Subhash_Reddy picture Subhash_Reddy · Apr 12, 2017 · Viewed 8k times · Source

I have been following github repository for "Tensorflow on Android".

  1. I was able to build the code using bazel and then import the Android project to Android Studio, as mentioned here.
  2. As you can see here, after building the APK, using Android Studio, the Model files/Graphs are included in the tensorflow/examples/android/assets
  3. By default, tensorflow_inception_graph.pb and imagenet_comp_graph_label_strings.txt are included, from inception5 file which is downloaded while the APK is built.

What's the issue?

  1. I have a retrained graph (InceptionV3 model, mentioned in tensorflow/examples/image_retraining/retrain.py), which I was able to place in the assets folder in android directory and generate a working APK.
  2. Inference time while I was using the default graph or .pb file was ~500ms and with my retrained.pb or graph it is ~1400ms.(tested on OnePlus3T device)

Please help me understand

  1. How to analyze the default tensorflow_inception_graph.pb on Tensorboard

Answer

P-Gn picture P-Gn · Jul 6, 2017

Last May they have introduced a helper script called import_pb_to_tensorboard to do just that.
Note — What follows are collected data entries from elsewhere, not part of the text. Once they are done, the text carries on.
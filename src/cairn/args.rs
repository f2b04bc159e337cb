use cairn::model::EntryKind;
use clap::{Parser, Subcommand, ValueEnum};
use std::path::PathBuf;

#[derive(Parser, Debug)]
#[command(name = "cairn")]
#[command(about = "A mountaineering journal for the command line", long_about = None)]
#[command(version)]
pub struct Cli {
    /// Without a subcommand, cairn runs the interactive menu.
    #[command(subcommand)]
    pub command: Option<Commands>,

    /// Override the store root directory
    #[arg(long, global = true, value_name = "DIR")]
    pub data_dir: Option<PathBuf>,
}

#[derive(Subcommand, Debug)]
pub enum Commands {
    /// Start a new climb
    #[command(alias = "s")]
    Start {
        /// Name for the climb (no whitespace)
        name: String,
    },

    /// Log a journal entry to the active climb
    #[command(alias = "l")]
    Log {
        /// Entry type
        #[arg(value_enum)]
        kind: EntryKindArg,

        /// Text body; for audio/image, a file path to copy in
        /// (any other string is stored as a placeholder)
        content: Option<String>,

        /// Name for the new climb if none is active
        #[arg(long)]
        name: Option<String>,
    },

    /// End the active climb
    #[command(alias = "e")]
    End,

    /// List all climbs
    #[command(alias = "ls")]
    List,

    /// Delete every climb in the store
    Clear {
        /// Skip the confirmation prompt
        #[arg(short, long)]
        yes: bool,
    },
}

#[derive(ValueEnum, Debug, Clone, Copy)]
pub enum EntryKindArg {
    Text,
    Audio,
    Image,
}

impl From<EntryKindArg> for EntryKind {
    fn from(kind: EntryKindArg) -> Self {
        match kind {
            EntryKindArg::Text => EntryKind::Text,
            EntryKindArg::Audio => EntryKind::Audio,
            EntryKindArg::Image => EntryKind::Image,
        }
    }
}
use crate::model::ClimbId;
use thiserror::Error;

#[derive(Error, Debug)]
pub enum CairnError {
    #[error("Invalid climb name: {0}")]
    InvalidName(String),

    #[error("A climb is already active: '{0}'")]
    AlreadyActive(ClimbId),

    #[error("No active climb")]
    NoActiveClimb,

    #[error("Cannot clear climbs while '{0}' is active")]
    ActiveClimb(ClimbId),

    #[error("Climb not found: {0}")]
    NotFound(ClimbId),

    #[error("Climb record for '{id}' is not valid JSON")]
    Corrupt {
        id: ClimbId,
        #[source]
        source: serde_json::Error,
    },

    #[error("Invalid entry type: {0}")]
    InvalidEntryType(String),

    #[error("IO error: {0}")]
    Io(#[from] std::io::Error),

    #[error("Serialization error: {0}")]
    Serialization(#[from] serde_json::Error),

    #[error("Store error: {0}")]
    Store(String),
}

pub type Result<T> = std::result::Result<T, CairnError>;
//! Share client tests against a mocked service

use chrono::{TimeZone, Utc};
use codecard::{CodeSettings, CodeSnippet, ShareClient, ShareError, default_theme};

fn init_tracing() {
    let _ = tracing_subscriber::fmt()
        .with_env_filter(tracing_subscriber::EnvFilter::from_default_env())
        .try_init();
}

fn sample_snippet() -> CodeSnippet {
    CodeSnippet {
        id: "local-1".to_string(),
        code: "def greet():\n    return \"hi\"\n".to_string(),
        language: "python".to_string(),
        title: Some("Greeter".to_string()),
        author: None,
        created_at: Utc.with_ymd_and_hms(2026, 8, 1, 12, 0, 0).unwrap(),
        theme: default_theme(),
        settings: CodeSettings::default(),
    }
}

#[tokio::test]
async fn create_returns_short_link() {
    init_tracing();
    let mut server = mockito::Server::new_async().await;
    let mock = server
        .mock("POST", "/api/share/create")
        .match_header("content-type", "application/json")
        .with_status(200)
        .with_header("content-type", "application/json")
        .with_body(
            r#"{"success":true,"shortId":"Ab3dEf9_","shareUrl":"https://cards.example.com/share/Ab3dEf9_"}"#,
        )
        .create_async()
        .await;

    let client = ShareClient::new(&server.url()).unwrap();
    let created = client.create(&sample_snippet()).await.unwrap();

    assert_eq!(created.short_id, "Ab3dEf9_");
    assert_eq!(created.share_url, "https://cards.example.com/share/Ab3dEf9_");
    mock.assert_async().await;
}

#[tokio::test]
async fn create_refuses_incomplete_snippet_without_io() {
    // No mock registered: a request would fail the test via the error path.
    let server = mockito::Server::new_async().await;
    let client = ShareClient::new(&server.url()).unwrap();

    let mut snippet = sample_snippet();
    snippet.code.clear();
    assert!(matches!(
        client.create(&snippet).await,
        Err(ShareError::IncompleteSnippet)
    ));

    let mut snippet = sample_snippet();
    snippet.language.clear();
    assert!(matches!(
        client.create(&snippet).await,
        Err(ShareError::IncompleteSnippet)
    ));
}

#[tokio::test]
async fn create_surfaces_service_errors() {
    let mut server = mockito::Server::new_async().await;
    server
        .mock("POST", "/api/share/create")
        .with_status(500)
        .with_header("content-type", "application/json")
        .with_body(r#"{"error":"could not allocate a short id"}"#)
        .create_async()
        .await;

    let client = ShareClient::new(&server.url()).unwrap();
    let err = client.create(&sample_snippet()).await.unwrap_err();
    match &err {
        ShareError::Service { status, message } => {
            assert_eq!(*status, 500);
            assert_eq!(message, "could not allocate a short id");
        }
        other => panic!("unexpected error: {other}"),
    }
    assert!(err.is_transient());
}

#[tokio::test]
async fn fetch_rebuilds_snippet_from_record() {
    init_tracing();
    let mut server = mockito::Server::new_async().await;
    server
        .mock("GET", "/api/share/Ab3dEf9_")
        .with_status(200)
        .with_header("content-type", "application/json")
        .with_body(
            r#"{
                "success": true,
                "data": {
                    "id": "rec-1",
                    "short_id": "Ab3dEf9_",
                    "snippet_data": {
                        "code": "def greet():\n    return \"hi\"\n",
                        "language": "python",
                        "title": "",
                        "author": "ada",
                        "createdAt": "2026-08-01T12:00:00Z"
                    },
                    "created_at": "2026-08-02T09:30:00Z",
                    "view_count": 3
                }
            }"#,
        )
        .create_async()
        .await;

    let client = ShareClient::new(&server.url()).unwrap();
    let shared = client.fetch("Ab3dEf9_").await.unwrap().expect("record");

    assert_eq!(shared.snippet.id, "shared-Ab3dEf9_");
    assert_eq!(shared.snippet.language, "python");
    // Empty stored title means "untitled", not an empty string.
    assert_eq!(shared.snippet.title, None);
    assert_eq!(shared.snippet.author.as_deref(), Some("ada"));
    // The row's created_at wins over the payload's.
    assert_eq!(
        shared.snippet.created_at,
        Utc.with_ymd_and_hms(2026, 8, 2, 9, 30, 0).unwrap()
    );
    // Missing theme and settings fall back to the defaults.
    assert_eq!(shared.snippet.theme, default_theme());
    assert_eq!(shared.snippet.settings, CodeSettings::default());
    assert_eq!(shared.view_count, 3);
    assert_eq!(shared.last_viewed_at, None);
}

#[tokio::test]
async fn fetch_maps_not_found_and_expired_to_none() {
    let mut server = mockito::Server::new_async().await;
    server
        .mock("GET", "/api/share/missing1")
        .with_status(404)
        .with_body(r#"{"error":"share link not found"}"#)
        .create_async()
        .await;
    server
        .mock("GET", "/api/share/expired1")
        .with_status(410)
        .with_body(r#"{"error":"share link expired"}"#)
        .create_async()
        .await;

    let client = ShareClient::new(&server.url()).unwrap();
    assert!(client.fetch("missing1").await.unwrap().is_none());
    assert!(client.fetch("expired1").await.unwrap().is_none());
}

#[tokio::test]
async fn fetch_refuses_malformed_short_id() {
    let server = mockito::Server::new_async().await;
    let client = ShareClient::new(&server.url()).unwrap();

    let err = client.fetch("nope").await.unwrap_err();
    assert!(matches!(err, ShareError::InvalidShortId(_)));
    assert!(!err.is_transient());
}

#[tokio::test]
async fn fetch_drops_records_missing_required_fields() {
    let mut server = mockito::Server::new_async().await;
    server
        .mock("GET", "/api/share/Ab3dEf9_")
        .with_status(200)
        .with_header("content-type", "application/json")
        .with_body(
            r#"{"data":{"id":"rec-2","short_id":"Ab3dEf9_","snippet_data":{"code":"","language":"python"},"view_count":0}}"#,
        )
        .create_async()
        .await;

    let client = ShareClient::new(&server.url()).unwrap();
    assert!(client.fetch("Ab3dEf9_").await.unwrap().is_none());
}
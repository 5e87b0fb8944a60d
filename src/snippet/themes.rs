//! Preset card themes

use super::{CodeTheme, WindowStyle};

/// Syntax theme applied when a preset does not name a closer match.
pub const DEFAULT_SYNTAX_THEME: &str = "github-dark";

fn theme(name: &str, background: &str, window_style: WindowStyle, syntax_theme: &str) -> CodeTheme {
    CodeTheme {
        name: name.to_string(),
        background: background.to_string(),
        window_style,
        syntax_theme: syntax_theme.to_string(),
    }
}

/// The theme new cards start with.
#[must_use]
pub fn default_theme() -> CodeTheme {
    theme(
        "GitHub Dark",
        "linear-gradient(135deg, #0d1117 0%, #161b22 100%)",
        WindowStyle::Macos,
        "github-dark",
    )
}

/// Built-in theme presets offered by the configurator.
#[must_use]
pub fn preset_themes() -> Vec<CodeTheme> {
    vec![
        default_theme(),
        theme(
            "GitHub Light",
            "linear-gradient(135deg, #ffffff 0%, #f6f8fa 100%)",
            WindowStyle::Macos,
            "github-light",
        ),
        theme(
            "VS Code Dark",
            "linear-gradient(135deg, #1e1e1e 0%, #2d2d30 100%)",
            WindowStyle::Macos,
            "vs-dark",
        ),
        theme(
            "Dracula",
            "linear-gradient(135deg, #282a36 0%, #44475a 100%)",
            WindowStyle::Macos,
            "dracula",
        ),
        theme(
            "One Dark",
            "linear-gradient(135deg, #282c34 0%, #3e4451 100%)",
            WindowStyle::Macos,
            "one-dark",
        ),
        theme(
            "Monokai",
            "linear-gradient(135deg, #272822 0%, #3e3d32 100%)",
            WindowStyle::Macos,
            "monokai",
        ),
        theme(
            "Nord",
            "linear-gradient(135deg, #2e3440 0%, #3b4252 100%)",
            WindowStyle::Macos,
            "vs-dark",
        ),
        theme(
            "Tokyo Night",
            "linear-gradient(135deg, #1a1b26 0%, #24283b 100%)",
            WindowStyle::Macos,
            "vs-dark",
        ),
        theme(
            "Synthwave '84",
            "linear-gradient(135deg, #2b213a 0%, #262335 100%)",
            WindowStyle::Macos,
            "vs-dark",
        ),
        theme(
            "Terminal",
            "linear-gradient(135deg, #000000 0%, #1a1a1a 100%)",
            WindowStyle::Terminal,
            "vs-dark",
        ),
    ]
}
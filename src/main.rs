// Detect the source language of a file or stdin.
//
// Usage: codecard [FILE]
//
// With a filename, the extension is authoritative and content scoring
// only fills the gap; with stdin (`-` or no argument) content scoring
// is all there is. Prints the language id or "unknown".

use std::io::Read;

use anyhow::{Context, Result};

fn main() -> Result<()> {
    env_logger::init();

    let arg = std::env::args().nth(1).unwrap_or_else(|| "-".to_string());

    let (filename, code) = if arg == "-" {
        let mut buf = String::new();
        std::io::stdin()
            .read_to_string(&mut buf)
            .context("reading stdin")?;
        (None, buf)
    } else {
        let code =
            std::fs::read_to_string(&arg).with_context(|| format!("reading file {arg}"))?;
        (Some(arg), code)
    };

    let by_extension = filename
        .as_deref()
        .and_then(codecard::detect_language_by_extension);
    if let Some(language) = by_extension {
        log::debug!("extension fallback resolved {language}");
    }

    let language = by_extension.or_else(|| codecard::detect_language(&code));
    println!("{}", language.unwrap_or("unknown"));
    Ok(())
}
//! Short link identifiers
//!
//! Share links use 8-character ids drawn from the url-safe nanoid
//! alphabet. Generation lives here so server-side embedders and tests
//! mint ids the same way the hosted service does; the format check runs
//! client-side before any request leaves the process.

use once_cell::sync::Lazy;
use rand::Rng;
use regex::Regex;

/// Length of a short link id.
pub const SHORT_ID_LEN: usize = 8;

/// url-safe nanoid alphabet.
const ALPHABET: &[u8] = b"ABCDEFGHIJKLMNOPQRSTUVWXYZabcdefghijklmnopqrstuvwxyz0123456789_-";

static SHORT_ID_FORMAT: Lazy<Regex> =
    Lazy::new(|| Regex::new(r"^[A-Za-z0-9_-]{8}$").expect("short id format regex"));

/// Mint a random short id.
#[must_use]
pub fn generate_short_id() -> String {
    let mut rng = rand::rng();
    (0..SHORT_ID_LEN)
        .map(|_| ALPHABET[rng.random_range(0..ALPHABET.len())] as char)
        .collect()
}

/// Check whether a string has the short id shape.
#[must_use]
pub fn is_valid_short_id(id: &str) -> bool {
    SHORT_ID_FORMAT.is_match(id)
}

#[cfg(test)]
mod tests {
    use super::*;

    #[test]
    fn generated_ids_validate() {
        for _ in 0..64 {
            let id = generate_short_id();
            assert_eq!(id.len(), SHORT_ID_LEN);
            assert!(is_valid_short_id(&id), "generated id {id:?} failed format");
        }
    }

    #[test]
    fn format_rejects_wrong_shapes() {
        assert!(is_valid_short_id("Ab3dEf9_"));
        assert!(is_valid_short_id("aaaa-aaa"));
        assert!(!is_valid_short_id("short"));
        assert!(!is_valid_short_id("far-too-long"));
        assert!(!is_valid_short_id("bad.char"));
        assert!(!is_valid_short_id(""));
    }
}
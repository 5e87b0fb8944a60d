//! HTTP client for the hosted share-link service
//!
//! The service is an opaque collaborator: a key-value record store
//! behind two endpoints (`POST /api/share/create`,
//! `GET /api/share/{shortId}`). This client owns the wire shapes and
//! status-code policy; it never interprets snippet content beyond the
//! required code/language fields.

use serde_json::json;
use url::Url;

use super::errors::{ShareError, ShareResult};
use super::short_id::is_valid_short_id;
use super::types::{
    CreateEnvelope, CreatedShare, ErrorEnvelope, FetchEnvelope, ShareRecord, SharedSnippet,
    SnippetPayload,
};
use crate::snippet::{CodeSnippet, default_theme};

/// Client for the share-link service.
#[derive(Debug, Clone)]
pub struct ShareClient {
    http: reqwest::Client,
    base_url: Url,
}

impl ShareClient {
    /// Build a client against a service origin, e.g. `https://cards.example.com`.
    pub fn new(base_url: &str) -> ShareResult<Self> {
        Ok(Self {
            http: reqwest::Client::new(),
            base_url: Url::parse(base_url)?,
        })
    }

    /// Build a client reusing an existing `reqwest::Client` (connection
    /// pooling across services).
    pub fn with_client(http: reqwest::Client, base_url: &str) -> ShareResult<Self> {
        Ok(Self {
            http,
            base_url: Url::parse(base_url)?,
        })
    }

    /// Persist a snippet and return its short link.
    ///
    /// Snippets without code or a language are refused before any I/O;
    /// the service would reject them with a 400 anyway.
    pub async fn create(&self, snippet: &CodeSnippet) -> ShareResult<CreatedShare> {
        if snippet.code.is_empty() || snippet.language.is_empty() {
            return Err(ShareError::IncompleteSnippet);
        }

        let endpoint = self.base_url.join("/api/share/create")?;
        let response = self
            .http
            .post(endpoint)
            .json(&json!({ "snippet": SnippetPayload::from(snippet) }))
            .send()
            .await?;

        let status = response.status();
        if !status.is_success() {
            return Err(Self::service_error(status.as_u16(), response).await);
        }

        let envelope: CreateEnvelope = response
            .json()
            .await
            .map_err(|e| ShareError::Decode(e.to_string()))?;
        tracing::debug!(short_id = %envelope.short_id, "share link created");
        Ok(CreatedShare {
            short_id: envelope.short_id,
            share_url: envelope.share_url,
        })
    }

    /// Fetch the snippet behind a short id.
    ///
    /// Returns `Ok(None)` for unknown (404) and expired (410) links, and
    /// for records whose payload lost its required fields; those are
    /// "nothing to show", not failures.
    pub async fn fetch(&self, short_id: &str) -> ShareResult<Option<SharedSnippet>> {
        if !is_valid_short_id(short_id) {
            return Err(ShareError::InvalidShortId(short_id.to_string()));
        }

        let endpoint = self.base_url.join(&format!("/api/share/{short_id}"))?;
        let response = self.http.get(endpoint).send().await?;

        let status = response.status();
        match status.as_u16() {
            404 => {
                tracing::debug!(short_id, "share link not found");
                return Ok(None);
            }
            410 => {
                tracing::warn!(short_id, "share link expired");
                return Ok(None);
            }
            s if !status.is_success() => {
                return Err(Self::service_error(s, response).await);
            }
            _ => {}
        }

        let envelope: FetchEnvelope = response
            .json()
            .await
            .map_err(|e| ShareError::Decode(e.to_string()))?;
        Ok(Self::rebuild_snippet(envelope.data))
    }

    /// Rebuild a renderable snippet from a stored record, filling
    /// missing optionals from the defaults.
    fn rebuild_snippet(record: ShareRecord) -> Option<SharedSnippet> {
        let payload = record.snippet_data;
        if payload.code.is_empty() || payload.language.is_empty() {
            tracing::warn!(short_id = %record.short_id, "share record missing code or language");
            return None;
        }

        let snippet = CodeSnippet {
            id: format!("shared-{}", record.short_id),
            code: payload.code,
            language: payload.language,
            title: payload.title.filter(|t| !t.is_empty()),
            author: payload.author.filter(|a| !a.is_empty()),
            created_at: record
                .created_at
                .or(payload.created_at)
                .unwrap_or_else(chrono::Utc::now),
            theme: payload.theme.unwrap_or_else(default_theme),
            settings: payload.settings.unwrap_or_default(),
        };

        Some(SharedSnippet {
            snippet,
            view_count: record.view_count,
            last_viewed_at: record.last_viewed_at,
        })
    }

    async fn service_error(status: u16, response: reqwest::Response) -> ShareError {
        let message = match response.json::<ErrorEnvelope>().await {
            Ok(envelope) if !envelope.error.is_empty() => envelope.error,
            _ => "unexpected response".to_string(),
        };
        ShareError::Service { status, message }
    }
}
usage: import_pb_to_tensorboard.py [-h] [--model_dir MODEL_DIR]
                                   [--log_dir LOG_DIR]

optional arguments:
  -h, --help            show this help message and exit
  --model_dir MODEL_DIR
                        The location of the protobuf ('pb') model to
                        visualize.
  --log_dir LOG_DIR     The location for the Tensorboard log to begin
                        visualization from.

Note that currently, the version in master seems to have received more love than the one present in the latest 1.2.1 distribution of tensorflow, so I would suggest to use this one.